Lines that include "entry" make up the answer; copy all of them from the data below.

[Information given Boundary: Start]

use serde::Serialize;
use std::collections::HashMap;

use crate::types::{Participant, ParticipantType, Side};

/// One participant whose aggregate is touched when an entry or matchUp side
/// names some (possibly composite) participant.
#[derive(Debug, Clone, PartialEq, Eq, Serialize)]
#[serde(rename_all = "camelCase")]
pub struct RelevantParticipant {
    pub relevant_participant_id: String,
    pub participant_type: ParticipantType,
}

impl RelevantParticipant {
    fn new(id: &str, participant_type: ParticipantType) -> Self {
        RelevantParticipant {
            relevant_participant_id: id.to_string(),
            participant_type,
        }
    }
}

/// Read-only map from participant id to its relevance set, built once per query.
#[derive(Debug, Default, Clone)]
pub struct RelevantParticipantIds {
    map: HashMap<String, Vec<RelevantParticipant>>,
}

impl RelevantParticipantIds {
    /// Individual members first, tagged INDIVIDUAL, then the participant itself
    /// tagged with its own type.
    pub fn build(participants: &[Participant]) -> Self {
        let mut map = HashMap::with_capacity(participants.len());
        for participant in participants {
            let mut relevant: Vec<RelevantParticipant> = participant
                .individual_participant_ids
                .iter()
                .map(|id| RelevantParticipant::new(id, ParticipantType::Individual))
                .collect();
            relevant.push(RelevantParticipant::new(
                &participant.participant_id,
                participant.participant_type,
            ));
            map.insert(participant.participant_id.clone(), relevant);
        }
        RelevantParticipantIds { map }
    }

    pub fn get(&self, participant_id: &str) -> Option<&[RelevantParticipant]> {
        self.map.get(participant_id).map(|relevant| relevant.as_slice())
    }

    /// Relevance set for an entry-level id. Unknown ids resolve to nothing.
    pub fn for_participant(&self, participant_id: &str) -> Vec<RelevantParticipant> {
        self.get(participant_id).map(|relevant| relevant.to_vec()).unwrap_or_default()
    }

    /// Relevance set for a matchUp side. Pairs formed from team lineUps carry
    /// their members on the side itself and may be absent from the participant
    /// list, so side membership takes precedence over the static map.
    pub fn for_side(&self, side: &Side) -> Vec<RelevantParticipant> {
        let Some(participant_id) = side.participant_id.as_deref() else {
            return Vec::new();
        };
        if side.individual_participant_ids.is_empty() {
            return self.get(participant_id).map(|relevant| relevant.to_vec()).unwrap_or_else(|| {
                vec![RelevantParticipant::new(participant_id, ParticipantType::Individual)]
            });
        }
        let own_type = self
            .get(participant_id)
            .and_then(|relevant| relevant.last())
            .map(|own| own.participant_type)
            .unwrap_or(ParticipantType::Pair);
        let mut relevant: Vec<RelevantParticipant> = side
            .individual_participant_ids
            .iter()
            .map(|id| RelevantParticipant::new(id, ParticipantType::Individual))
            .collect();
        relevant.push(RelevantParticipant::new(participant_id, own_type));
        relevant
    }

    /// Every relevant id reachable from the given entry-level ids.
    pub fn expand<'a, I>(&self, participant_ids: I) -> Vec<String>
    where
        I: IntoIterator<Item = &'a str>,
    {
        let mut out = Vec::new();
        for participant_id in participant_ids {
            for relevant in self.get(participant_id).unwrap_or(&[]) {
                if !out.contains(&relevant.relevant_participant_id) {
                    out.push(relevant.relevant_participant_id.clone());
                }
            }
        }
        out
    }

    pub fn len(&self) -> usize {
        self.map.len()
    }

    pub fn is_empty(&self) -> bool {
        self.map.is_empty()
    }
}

[Information given Boundary: End]
[Information given Boundary: Start]

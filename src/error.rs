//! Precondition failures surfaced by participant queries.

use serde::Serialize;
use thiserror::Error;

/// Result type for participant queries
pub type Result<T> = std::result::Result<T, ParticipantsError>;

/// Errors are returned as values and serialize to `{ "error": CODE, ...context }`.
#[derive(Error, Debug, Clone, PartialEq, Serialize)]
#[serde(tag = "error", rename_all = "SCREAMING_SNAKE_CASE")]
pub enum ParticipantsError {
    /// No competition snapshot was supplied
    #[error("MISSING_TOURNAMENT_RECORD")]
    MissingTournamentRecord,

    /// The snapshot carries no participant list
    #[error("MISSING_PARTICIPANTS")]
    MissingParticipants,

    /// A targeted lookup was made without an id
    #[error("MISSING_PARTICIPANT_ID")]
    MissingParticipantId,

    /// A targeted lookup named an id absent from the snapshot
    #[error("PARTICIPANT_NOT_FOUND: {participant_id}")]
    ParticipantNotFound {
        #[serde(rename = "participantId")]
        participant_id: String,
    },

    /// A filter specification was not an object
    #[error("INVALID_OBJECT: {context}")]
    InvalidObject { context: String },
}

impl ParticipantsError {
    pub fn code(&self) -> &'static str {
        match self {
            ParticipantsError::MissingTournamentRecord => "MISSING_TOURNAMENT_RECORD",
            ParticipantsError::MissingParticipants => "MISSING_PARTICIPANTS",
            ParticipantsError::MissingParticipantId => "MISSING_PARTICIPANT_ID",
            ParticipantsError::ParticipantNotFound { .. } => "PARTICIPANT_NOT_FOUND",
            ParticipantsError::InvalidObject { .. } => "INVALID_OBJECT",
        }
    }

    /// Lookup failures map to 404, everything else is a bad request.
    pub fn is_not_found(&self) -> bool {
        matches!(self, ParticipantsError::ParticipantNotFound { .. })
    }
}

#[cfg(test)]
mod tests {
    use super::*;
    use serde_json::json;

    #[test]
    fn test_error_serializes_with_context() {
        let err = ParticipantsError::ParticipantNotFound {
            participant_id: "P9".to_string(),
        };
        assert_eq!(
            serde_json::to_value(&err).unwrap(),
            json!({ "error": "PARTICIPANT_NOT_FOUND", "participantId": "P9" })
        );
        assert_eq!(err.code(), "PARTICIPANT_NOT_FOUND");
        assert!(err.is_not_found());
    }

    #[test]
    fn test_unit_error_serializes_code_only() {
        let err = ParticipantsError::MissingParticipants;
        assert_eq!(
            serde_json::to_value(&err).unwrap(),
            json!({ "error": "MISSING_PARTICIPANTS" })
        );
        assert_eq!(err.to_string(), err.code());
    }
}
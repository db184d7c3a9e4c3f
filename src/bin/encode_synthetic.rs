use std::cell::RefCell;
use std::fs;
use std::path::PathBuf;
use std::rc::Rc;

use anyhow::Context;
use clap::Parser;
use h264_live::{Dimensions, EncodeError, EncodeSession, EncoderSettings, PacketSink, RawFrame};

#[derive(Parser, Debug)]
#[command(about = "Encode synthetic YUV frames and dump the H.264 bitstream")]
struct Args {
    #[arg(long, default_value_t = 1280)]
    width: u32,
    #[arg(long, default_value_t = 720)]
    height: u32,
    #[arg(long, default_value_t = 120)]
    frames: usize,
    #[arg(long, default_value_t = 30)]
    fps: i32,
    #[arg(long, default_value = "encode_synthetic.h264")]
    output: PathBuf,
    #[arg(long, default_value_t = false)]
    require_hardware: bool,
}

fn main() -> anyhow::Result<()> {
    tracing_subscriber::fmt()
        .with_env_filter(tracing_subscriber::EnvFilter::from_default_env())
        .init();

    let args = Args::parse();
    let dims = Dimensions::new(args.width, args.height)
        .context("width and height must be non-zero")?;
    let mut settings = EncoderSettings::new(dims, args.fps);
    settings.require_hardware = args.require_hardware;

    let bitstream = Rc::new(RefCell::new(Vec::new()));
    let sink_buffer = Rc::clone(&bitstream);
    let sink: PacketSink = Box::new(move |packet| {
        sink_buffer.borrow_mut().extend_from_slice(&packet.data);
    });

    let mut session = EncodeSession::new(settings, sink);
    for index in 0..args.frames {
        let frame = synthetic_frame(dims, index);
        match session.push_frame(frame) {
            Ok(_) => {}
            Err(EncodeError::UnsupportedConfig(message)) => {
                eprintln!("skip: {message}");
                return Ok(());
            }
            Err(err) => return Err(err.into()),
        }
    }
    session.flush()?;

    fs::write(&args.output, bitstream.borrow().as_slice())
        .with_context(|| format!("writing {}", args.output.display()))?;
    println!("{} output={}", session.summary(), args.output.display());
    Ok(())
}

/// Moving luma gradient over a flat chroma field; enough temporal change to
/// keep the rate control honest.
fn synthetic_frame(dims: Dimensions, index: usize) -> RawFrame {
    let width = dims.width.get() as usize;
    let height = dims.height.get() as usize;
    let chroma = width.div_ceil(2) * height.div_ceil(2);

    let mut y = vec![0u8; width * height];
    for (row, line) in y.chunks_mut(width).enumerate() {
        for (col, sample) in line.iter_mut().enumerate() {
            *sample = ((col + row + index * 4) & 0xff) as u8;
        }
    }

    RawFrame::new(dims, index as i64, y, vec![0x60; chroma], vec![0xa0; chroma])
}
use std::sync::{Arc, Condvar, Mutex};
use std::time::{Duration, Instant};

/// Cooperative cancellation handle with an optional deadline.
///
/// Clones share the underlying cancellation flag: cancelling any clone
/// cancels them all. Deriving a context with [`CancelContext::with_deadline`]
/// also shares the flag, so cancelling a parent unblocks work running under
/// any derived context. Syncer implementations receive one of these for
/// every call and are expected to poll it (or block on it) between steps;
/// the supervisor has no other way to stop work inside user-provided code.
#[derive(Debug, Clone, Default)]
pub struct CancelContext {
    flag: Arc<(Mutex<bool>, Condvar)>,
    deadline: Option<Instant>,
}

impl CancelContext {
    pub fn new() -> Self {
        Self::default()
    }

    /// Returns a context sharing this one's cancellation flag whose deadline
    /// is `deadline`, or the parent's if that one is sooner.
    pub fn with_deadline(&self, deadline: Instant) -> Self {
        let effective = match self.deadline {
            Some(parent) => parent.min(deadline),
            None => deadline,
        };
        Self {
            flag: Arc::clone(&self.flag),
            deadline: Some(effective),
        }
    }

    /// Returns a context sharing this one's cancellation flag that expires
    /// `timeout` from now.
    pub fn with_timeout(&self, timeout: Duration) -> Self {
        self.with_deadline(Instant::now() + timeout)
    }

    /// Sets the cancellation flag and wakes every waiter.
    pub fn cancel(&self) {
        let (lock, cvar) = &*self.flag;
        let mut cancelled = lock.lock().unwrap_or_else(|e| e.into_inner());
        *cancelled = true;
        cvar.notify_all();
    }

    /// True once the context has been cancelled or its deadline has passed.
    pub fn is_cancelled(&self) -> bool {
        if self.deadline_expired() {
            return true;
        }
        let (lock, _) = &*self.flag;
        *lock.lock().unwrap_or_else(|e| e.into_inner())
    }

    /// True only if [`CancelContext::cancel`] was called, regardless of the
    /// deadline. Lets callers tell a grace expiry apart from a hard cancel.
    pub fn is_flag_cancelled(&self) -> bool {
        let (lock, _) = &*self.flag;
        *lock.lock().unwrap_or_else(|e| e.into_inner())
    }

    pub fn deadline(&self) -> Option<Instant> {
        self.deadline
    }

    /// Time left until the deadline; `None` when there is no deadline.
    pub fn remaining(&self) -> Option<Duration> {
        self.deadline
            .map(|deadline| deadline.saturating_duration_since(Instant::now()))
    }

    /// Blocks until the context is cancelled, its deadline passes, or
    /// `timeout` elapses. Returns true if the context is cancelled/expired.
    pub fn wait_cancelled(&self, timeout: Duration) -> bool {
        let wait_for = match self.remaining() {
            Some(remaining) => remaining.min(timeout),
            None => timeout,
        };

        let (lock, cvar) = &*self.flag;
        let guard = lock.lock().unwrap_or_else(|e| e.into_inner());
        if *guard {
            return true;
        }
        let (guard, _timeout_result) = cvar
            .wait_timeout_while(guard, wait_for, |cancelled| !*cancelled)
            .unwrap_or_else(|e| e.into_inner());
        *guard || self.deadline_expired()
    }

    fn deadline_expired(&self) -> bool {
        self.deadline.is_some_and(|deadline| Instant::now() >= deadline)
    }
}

[Information given Boundary: End]
[Information given Boundary: Start]

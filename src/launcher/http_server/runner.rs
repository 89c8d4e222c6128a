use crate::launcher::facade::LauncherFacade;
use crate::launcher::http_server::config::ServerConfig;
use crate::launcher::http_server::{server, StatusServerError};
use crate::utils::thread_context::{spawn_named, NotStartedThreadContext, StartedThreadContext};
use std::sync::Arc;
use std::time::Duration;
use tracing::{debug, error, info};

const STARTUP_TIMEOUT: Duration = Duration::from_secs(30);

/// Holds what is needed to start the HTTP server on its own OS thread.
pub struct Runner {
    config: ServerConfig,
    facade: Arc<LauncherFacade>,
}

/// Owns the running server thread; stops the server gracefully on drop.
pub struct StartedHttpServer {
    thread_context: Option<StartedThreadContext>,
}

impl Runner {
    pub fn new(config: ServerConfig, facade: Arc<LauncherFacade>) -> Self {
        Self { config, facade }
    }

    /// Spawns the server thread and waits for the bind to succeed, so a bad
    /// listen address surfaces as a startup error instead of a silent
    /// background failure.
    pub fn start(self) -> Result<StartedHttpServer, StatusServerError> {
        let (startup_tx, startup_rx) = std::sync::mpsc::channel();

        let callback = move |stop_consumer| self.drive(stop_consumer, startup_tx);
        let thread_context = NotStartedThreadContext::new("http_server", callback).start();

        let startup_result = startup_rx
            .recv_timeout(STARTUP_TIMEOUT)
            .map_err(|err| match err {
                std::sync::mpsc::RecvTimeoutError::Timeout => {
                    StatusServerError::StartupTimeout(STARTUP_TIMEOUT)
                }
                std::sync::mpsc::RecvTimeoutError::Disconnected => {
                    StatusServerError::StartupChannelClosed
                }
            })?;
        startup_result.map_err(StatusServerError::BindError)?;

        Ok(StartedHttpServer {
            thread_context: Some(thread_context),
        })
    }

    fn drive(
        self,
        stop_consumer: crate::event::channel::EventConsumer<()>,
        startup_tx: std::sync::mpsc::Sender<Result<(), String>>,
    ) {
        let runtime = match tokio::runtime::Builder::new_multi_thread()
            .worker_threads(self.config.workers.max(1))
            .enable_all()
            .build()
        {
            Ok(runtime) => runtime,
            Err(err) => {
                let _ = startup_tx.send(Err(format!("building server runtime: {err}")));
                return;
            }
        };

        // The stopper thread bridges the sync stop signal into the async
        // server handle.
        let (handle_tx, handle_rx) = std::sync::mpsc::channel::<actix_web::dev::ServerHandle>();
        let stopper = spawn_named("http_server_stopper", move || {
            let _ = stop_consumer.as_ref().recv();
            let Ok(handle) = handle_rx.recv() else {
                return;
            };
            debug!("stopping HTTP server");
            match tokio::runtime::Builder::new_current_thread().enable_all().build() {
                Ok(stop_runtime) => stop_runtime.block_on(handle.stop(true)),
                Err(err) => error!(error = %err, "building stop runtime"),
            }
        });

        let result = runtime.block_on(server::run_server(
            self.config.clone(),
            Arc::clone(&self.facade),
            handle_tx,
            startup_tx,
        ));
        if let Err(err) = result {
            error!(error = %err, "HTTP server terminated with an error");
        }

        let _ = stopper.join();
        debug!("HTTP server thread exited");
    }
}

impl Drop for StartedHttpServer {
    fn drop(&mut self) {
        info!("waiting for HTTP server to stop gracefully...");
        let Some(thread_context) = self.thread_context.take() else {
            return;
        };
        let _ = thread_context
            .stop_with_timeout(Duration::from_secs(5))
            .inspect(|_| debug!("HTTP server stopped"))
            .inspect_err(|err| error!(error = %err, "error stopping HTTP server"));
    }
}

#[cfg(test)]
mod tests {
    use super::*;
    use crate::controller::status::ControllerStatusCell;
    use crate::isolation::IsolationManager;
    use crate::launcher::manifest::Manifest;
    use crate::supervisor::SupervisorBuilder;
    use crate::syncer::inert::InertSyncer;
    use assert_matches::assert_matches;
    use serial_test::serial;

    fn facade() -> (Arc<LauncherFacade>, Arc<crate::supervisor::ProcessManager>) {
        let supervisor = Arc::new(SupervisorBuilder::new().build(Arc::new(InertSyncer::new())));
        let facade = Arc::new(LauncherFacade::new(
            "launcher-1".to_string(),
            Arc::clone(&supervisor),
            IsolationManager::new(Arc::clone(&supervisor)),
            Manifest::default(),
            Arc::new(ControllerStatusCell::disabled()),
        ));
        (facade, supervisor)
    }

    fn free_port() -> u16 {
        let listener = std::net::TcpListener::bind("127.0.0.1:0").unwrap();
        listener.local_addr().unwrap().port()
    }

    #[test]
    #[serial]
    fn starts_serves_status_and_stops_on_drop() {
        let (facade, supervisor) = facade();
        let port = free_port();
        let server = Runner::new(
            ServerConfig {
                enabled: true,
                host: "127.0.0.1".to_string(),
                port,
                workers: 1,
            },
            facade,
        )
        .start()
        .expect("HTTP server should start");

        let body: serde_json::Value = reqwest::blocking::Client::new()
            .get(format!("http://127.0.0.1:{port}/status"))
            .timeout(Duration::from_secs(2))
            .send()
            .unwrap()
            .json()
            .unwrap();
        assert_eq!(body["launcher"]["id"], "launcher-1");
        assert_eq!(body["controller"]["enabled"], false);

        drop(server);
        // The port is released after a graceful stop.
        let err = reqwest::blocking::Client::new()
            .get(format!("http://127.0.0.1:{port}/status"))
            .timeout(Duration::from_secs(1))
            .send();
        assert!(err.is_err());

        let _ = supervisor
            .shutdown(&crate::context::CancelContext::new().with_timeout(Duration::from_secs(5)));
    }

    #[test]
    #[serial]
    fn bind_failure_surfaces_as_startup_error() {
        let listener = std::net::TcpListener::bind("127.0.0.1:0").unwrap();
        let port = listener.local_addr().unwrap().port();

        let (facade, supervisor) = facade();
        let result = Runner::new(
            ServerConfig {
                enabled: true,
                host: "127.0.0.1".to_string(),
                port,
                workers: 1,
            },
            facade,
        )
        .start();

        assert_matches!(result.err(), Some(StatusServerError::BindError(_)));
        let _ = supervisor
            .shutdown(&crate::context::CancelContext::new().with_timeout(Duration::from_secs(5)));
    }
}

[Information given Boundary: End]

Written answer:
/// One participant whose aggregate is touched when an entry or matchUp side
    /// Relevance set for an entry-level id. Unknown ids resolve to nothing.
    /// Every relevant id reachable from the given entry-level ids.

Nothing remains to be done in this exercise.